#### About this task
Look through the lines below; wherever the word "Maps" appears, copy that line.

*** Opening of Data to examine ***

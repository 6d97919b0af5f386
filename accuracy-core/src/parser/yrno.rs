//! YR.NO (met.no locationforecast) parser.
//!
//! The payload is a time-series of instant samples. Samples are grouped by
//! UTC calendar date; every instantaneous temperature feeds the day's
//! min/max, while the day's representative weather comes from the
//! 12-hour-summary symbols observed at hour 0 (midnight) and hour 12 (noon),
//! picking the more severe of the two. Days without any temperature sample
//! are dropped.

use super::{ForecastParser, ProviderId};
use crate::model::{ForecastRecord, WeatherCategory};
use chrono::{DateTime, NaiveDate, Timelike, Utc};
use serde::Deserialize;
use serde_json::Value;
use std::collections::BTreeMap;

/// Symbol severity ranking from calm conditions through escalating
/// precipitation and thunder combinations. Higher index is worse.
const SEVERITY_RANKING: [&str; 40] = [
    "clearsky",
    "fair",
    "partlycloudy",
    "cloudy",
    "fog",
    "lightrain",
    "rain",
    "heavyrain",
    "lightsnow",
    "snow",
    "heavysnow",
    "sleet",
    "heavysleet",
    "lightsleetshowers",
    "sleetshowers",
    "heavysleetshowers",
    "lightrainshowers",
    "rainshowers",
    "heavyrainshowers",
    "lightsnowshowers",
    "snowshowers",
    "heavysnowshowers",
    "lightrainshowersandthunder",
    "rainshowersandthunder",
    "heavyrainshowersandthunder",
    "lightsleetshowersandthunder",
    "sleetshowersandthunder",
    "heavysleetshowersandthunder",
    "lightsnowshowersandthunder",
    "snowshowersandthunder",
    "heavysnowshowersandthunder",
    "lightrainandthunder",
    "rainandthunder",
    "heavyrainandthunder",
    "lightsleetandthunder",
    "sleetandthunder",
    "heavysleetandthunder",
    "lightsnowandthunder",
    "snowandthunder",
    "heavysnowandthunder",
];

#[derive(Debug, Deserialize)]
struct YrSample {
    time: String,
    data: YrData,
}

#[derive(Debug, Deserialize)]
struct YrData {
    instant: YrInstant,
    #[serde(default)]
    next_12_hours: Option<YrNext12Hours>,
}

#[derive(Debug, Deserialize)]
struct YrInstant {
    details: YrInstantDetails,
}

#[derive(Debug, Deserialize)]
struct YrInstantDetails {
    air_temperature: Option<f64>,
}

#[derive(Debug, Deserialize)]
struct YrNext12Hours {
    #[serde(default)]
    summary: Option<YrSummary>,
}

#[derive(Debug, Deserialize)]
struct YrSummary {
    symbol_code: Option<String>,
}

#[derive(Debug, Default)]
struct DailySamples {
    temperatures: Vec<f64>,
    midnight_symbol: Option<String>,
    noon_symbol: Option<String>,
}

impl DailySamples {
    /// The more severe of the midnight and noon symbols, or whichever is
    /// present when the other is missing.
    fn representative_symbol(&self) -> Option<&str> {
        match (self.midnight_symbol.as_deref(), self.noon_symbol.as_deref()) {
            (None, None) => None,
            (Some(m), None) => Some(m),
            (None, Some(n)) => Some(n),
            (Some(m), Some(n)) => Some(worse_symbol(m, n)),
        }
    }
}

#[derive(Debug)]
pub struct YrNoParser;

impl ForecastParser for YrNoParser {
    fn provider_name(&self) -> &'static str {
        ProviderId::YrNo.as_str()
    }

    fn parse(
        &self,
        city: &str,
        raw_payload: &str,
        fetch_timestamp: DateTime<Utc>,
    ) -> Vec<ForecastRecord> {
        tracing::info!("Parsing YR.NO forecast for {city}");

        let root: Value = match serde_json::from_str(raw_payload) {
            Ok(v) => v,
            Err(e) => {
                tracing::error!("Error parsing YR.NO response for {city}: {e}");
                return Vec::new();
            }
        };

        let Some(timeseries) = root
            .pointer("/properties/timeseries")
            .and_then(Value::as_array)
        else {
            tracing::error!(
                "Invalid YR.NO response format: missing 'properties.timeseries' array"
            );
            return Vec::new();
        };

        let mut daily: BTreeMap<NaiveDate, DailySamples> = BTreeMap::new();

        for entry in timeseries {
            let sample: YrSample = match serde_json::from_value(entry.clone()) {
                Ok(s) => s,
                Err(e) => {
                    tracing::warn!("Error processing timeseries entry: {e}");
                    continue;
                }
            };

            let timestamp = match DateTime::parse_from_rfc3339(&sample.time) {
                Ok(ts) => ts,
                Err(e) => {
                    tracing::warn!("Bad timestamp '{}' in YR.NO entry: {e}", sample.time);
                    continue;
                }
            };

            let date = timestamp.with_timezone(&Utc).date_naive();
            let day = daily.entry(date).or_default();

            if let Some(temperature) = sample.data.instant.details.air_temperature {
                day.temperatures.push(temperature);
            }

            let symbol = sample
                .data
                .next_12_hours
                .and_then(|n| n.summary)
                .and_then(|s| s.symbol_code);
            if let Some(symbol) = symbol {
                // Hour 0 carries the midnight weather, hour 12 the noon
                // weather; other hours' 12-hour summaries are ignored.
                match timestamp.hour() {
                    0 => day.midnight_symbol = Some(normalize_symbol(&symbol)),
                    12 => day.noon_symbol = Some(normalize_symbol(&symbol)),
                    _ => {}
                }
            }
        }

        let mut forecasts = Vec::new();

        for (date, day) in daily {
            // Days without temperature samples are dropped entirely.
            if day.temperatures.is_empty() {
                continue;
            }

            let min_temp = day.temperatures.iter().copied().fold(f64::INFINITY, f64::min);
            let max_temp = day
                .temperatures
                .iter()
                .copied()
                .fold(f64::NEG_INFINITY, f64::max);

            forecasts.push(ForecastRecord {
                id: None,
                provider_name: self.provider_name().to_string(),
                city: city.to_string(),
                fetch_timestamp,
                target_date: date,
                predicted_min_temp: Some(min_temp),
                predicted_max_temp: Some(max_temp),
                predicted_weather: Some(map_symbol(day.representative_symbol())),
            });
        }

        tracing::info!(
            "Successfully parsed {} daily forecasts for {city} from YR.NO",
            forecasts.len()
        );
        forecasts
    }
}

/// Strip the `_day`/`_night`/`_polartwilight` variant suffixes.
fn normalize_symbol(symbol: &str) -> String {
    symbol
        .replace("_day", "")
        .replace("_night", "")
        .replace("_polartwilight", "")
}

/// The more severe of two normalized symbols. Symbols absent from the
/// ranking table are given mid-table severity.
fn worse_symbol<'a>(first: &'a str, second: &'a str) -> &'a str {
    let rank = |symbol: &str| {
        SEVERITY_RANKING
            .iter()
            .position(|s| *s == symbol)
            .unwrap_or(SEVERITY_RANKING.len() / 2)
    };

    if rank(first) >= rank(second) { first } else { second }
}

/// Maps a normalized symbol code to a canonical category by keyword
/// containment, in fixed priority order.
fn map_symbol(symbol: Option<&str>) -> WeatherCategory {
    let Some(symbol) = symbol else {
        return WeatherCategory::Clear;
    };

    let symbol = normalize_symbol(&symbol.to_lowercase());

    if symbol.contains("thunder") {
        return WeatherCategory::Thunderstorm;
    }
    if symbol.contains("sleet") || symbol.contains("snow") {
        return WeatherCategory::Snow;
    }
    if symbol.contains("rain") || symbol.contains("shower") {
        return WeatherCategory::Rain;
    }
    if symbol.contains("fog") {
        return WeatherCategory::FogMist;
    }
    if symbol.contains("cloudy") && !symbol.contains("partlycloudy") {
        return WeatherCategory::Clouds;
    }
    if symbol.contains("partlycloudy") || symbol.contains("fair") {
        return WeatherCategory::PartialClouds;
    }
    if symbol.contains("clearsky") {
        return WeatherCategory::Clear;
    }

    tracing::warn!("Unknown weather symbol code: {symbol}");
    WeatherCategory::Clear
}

*** Close of Data to examine ***
*** Opening of Data to examine ***

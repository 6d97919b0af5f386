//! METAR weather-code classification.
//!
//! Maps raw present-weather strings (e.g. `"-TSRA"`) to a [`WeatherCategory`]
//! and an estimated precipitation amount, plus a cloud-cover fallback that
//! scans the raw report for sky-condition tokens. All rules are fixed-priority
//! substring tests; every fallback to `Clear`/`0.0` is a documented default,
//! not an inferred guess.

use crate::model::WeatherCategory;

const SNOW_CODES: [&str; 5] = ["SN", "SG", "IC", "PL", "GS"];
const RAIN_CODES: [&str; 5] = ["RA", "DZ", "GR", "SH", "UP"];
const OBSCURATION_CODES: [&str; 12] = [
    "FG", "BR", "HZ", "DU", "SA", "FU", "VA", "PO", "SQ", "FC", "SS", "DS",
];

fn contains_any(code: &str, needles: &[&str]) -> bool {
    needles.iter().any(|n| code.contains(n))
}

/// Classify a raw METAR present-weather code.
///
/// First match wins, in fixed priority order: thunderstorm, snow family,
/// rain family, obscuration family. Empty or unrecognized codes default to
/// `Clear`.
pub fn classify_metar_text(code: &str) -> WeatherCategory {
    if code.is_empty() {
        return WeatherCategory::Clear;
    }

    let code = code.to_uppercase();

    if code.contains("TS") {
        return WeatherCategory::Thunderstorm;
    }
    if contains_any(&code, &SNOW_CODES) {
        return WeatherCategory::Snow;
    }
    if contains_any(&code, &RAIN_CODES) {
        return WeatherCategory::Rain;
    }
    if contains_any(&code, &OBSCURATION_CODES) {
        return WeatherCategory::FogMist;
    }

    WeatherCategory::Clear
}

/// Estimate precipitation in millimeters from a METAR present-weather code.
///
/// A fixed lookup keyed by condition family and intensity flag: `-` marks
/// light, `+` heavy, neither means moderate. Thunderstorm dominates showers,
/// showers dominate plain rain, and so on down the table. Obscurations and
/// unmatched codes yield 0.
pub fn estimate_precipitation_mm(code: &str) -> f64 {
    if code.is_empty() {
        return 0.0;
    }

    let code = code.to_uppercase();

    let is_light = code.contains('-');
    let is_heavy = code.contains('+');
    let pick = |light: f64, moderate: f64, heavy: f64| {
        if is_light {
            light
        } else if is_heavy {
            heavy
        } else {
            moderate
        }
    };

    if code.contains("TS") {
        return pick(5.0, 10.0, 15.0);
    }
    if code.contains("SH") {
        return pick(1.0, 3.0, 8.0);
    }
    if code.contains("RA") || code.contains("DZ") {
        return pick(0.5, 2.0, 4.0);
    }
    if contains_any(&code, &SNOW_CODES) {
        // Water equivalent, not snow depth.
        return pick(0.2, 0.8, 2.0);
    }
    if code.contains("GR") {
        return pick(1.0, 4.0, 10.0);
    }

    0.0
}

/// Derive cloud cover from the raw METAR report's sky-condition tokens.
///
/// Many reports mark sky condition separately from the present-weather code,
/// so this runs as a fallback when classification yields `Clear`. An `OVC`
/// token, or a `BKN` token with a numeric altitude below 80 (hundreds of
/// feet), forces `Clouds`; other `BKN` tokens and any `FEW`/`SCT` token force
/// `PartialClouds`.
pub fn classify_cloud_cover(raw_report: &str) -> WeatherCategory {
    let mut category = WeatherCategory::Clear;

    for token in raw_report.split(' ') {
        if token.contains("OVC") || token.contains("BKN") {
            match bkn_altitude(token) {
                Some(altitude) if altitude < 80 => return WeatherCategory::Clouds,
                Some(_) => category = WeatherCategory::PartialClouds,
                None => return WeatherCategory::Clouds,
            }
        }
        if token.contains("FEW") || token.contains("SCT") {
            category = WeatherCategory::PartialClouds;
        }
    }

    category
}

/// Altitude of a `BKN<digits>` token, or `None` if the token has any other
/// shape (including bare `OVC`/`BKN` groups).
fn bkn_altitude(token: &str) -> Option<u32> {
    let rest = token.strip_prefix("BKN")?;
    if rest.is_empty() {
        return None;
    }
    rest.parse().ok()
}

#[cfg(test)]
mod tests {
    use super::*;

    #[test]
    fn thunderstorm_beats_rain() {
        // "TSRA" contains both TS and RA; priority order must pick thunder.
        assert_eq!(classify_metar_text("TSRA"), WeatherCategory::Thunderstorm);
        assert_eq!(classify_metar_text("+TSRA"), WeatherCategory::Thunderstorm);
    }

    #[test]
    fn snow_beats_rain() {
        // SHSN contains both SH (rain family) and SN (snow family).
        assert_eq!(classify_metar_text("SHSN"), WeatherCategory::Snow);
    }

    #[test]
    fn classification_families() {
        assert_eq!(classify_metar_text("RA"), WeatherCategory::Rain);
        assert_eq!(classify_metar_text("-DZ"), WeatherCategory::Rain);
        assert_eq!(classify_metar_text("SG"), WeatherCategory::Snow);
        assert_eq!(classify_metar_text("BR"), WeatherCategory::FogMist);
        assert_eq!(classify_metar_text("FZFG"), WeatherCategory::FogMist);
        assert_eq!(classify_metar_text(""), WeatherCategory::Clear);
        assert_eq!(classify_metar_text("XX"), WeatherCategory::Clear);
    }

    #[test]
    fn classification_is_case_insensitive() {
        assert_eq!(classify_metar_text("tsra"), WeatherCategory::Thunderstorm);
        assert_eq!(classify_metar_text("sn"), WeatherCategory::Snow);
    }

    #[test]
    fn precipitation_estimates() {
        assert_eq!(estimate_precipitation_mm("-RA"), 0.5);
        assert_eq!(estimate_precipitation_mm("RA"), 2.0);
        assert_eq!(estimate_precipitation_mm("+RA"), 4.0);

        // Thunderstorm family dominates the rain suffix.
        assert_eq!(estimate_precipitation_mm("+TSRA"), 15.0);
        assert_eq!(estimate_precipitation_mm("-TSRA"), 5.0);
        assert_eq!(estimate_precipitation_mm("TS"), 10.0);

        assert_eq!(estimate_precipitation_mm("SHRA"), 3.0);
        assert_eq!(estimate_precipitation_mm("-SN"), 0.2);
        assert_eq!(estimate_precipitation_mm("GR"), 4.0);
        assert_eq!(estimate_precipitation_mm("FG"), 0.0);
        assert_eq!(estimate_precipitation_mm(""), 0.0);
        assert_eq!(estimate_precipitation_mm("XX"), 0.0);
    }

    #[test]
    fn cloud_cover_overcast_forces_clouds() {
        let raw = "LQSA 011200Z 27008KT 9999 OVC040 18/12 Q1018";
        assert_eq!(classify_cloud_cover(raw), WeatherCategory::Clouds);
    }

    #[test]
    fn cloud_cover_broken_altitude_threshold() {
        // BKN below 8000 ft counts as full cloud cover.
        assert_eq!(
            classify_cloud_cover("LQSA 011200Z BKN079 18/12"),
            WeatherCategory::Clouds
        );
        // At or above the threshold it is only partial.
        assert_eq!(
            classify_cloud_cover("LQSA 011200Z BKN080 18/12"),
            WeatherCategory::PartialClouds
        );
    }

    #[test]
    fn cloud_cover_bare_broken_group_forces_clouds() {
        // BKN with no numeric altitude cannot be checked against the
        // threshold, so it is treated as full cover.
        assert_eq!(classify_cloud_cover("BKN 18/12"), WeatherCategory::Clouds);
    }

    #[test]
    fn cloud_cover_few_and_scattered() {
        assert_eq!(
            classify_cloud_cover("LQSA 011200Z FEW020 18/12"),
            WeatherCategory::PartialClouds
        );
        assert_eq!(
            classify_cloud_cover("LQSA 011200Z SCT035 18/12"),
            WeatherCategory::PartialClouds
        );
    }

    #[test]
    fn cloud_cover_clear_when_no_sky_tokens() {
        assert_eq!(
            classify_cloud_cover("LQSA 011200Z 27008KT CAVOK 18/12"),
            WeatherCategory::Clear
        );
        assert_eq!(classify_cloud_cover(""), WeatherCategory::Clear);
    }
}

*** Close of Data to examine ***

#### The completed task
/// Maps a normalized symbol code to a canonical category by keyword
//! Maps raw present-weather strings (e.g. `"-TSRA"`) to a [`WeatherCategory`]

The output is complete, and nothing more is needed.